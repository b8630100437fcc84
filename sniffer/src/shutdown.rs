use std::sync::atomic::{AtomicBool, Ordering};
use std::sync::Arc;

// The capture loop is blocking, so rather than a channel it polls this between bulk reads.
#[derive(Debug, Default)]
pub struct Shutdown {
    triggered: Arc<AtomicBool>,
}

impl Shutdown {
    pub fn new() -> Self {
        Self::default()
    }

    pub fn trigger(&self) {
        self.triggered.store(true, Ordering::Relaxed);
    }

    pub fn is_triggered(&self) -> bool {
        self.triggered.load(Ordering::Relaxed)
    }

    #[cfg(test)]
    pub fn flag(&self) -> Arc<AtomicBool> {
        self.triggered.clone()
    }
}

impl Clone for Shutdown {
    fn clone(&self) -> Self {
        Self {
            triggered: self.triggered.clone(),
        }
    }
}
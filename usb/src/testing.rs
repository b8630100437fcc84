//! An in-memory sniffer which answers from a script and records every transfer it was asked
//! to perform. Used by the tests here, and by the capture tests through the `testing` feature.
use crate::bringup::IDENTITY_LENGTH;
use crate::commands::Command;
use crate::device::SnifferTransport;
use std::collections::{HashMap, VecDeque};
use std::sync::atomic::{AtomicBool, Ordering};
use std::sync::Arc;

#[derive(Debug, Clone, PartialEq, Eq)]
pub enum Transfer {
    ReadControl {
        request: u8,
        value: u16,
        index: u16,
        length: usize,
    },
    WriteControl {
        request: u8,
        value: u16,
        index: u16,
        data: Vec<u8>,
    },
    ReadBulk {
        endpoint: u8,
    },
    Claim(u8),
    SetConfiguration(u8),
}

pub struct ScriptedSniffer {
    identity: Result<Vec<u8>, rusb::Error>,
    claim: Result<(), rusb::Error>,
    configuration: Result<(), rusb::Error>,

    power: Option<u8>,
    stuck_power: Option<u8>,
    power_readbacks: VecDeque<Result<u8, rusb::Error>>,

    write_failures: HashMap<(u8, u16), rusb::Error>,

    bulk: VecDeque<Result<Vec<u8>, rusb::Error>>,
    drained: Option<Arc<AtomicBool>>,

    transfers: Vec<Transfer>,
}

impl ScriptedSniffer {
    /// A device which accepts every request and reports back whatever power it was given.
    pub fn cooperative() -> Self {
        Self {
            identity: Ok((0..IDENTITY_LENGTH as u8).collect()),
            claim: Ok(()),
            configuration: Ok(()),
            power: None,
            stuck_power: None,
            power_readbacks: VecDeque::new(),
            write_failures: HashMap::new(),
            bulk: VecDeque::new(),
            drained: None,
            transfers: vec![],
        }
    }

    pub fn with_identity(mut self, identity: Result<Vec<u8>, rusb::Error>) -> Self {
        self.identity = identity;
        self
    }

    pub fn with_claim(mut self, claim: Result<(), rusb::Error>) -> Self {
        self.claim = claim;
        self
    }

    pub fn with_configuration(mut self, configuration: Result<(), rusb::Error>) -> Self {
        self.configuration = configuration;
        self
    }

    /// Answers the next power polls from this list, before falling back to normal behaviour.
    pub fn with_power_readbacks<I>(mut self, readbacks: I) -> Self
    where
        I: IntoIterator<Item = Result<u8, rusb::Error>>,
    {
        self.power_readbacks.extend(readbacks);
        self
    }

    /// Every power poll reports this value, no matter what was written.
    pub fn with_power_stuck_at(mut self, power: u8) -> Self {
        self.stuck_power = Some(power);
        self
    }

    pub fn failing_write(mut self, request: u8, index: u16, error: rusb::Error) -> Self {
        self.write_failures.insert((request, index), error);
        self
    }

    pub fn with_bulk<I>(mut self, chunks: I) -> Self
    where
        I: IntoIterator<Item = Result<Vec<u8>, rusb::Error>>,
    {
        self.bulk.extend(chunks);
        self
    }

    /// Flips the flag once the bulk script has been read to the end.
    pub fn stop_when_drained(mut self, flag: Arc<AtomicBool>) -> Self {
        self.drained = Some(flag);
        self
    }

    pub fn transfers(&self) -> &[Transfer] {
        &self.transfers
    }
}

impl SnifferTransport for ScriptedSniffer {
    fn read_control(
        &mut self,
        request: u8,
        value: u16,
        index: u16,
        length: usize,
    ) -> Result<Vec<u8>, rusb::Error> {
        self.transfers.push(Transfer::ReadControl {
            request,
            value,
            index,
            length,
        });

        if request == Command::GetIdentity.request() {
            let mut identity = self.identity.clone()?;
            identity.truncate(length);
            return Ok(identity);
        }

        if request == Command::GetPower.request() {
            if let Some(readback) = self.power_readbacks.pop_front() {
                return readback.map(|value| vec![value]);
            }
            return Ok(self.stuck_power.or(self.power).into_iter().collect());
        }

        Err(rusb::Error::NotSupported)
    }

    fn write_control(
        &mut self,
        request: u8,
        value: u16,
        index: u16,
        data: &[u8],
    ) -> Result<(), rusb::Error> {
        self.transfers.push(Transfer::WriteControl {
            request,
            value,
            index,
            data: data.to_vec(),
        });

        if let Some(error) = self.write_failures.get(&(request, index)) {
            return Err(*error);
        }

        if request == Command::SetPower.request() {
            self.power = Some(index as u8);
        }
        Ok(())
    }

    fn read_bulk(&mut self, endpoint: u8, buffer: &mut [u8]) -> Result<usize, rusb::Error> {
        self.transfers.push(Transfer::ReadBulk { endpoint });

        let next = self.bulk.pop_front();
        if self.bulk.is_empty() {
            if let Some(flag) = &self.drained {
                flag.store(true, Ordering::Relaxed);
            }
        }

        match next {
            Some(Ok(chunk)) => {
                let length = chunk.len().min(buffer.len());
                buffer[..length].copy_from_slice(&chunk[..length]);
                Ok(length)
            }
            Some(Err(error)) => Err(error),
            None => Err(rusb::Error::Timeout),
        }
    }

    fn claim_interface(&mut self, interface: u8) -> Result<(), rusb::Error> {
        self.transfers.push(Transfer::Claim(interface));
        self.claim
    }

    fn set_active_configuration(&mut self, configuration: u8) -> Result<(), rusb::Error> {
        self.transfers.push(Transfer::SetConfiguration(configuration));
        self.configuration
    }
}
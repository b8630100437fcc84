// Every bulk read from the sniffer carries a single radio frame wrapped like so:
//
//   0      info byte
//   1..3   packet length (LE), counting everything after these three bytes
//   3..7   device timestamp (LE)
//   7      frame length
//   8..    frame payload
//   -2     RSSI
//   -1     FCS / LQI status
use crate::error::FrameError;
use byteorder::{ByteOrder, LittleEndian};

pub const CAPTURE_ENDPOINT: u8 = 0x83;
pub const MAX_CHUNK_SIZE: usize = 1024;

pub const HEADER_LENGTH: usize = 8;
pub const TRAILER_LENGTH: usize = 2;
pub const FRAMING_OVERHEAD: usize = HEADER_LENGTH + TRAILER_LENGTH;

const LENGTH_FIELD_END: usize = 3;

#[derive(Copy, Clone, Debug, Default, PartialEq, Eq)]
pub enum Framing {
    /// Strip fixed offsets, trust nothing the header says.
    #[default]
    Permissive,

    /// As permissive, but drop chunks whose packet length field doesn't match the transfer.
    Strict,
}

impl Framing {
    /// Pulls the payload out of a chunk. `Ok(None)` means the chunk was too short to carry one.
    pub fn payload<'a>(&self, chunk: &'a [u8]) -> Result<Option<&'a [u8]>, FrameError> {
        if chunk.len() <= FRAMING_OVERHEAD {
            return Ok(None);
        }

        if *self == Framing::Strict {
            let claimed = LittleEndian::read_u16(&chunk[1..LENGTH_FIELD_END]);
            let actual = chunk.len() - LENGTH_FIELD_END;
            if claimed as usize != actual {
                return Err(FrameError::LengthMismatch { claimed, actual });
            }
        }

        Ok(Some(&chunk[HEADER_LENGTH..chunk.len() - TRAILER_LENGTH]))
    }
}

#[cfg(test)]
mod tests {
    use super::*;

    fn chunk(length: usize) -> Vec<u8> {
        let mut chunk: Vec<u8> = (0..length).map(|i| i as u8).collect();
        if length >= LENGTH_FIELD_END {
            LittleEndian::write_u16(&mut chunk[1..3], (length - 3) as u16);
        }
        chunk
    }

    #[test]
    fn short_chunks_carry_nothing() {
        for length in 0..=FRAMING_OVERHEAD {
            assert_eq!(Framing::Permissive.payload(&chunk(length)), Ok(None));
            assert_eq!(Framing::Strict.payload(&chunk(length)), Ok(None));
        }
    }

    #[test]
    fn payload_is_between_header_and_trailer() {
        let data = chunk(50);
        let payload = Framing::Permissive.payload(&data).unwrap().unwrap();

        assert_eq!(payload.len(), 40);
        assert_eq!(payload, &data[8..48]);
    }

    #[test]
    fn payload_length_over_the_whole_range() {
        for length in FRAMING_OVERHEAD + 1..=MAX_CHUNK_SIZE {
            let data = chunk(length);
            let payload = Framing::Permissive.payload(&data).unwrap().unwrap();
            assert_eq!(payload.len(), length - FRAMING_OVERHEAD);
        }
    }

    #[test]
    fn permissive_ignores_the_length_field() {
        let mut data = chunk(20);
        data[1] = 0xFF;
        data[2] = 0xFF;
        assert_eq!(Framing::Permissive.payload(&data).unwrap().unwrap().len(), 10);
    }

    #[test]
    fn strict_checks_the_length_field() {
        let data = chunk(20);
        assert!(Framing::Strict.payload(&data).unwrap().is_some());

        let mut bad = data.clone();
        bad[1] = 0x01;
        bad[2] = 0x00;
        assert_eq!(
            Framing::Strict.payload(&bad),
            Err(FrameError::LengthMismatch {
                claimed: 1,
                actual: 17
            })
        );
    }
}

══════════

→ **What this task involves**:
Among the lines of the data, identify those with the word "store". Copy each of them.

→ **Output of the exercise**:
        self.triggered.store(true, Ordering::Relaxed);
                flag.store(true, Ordering::Relaxed);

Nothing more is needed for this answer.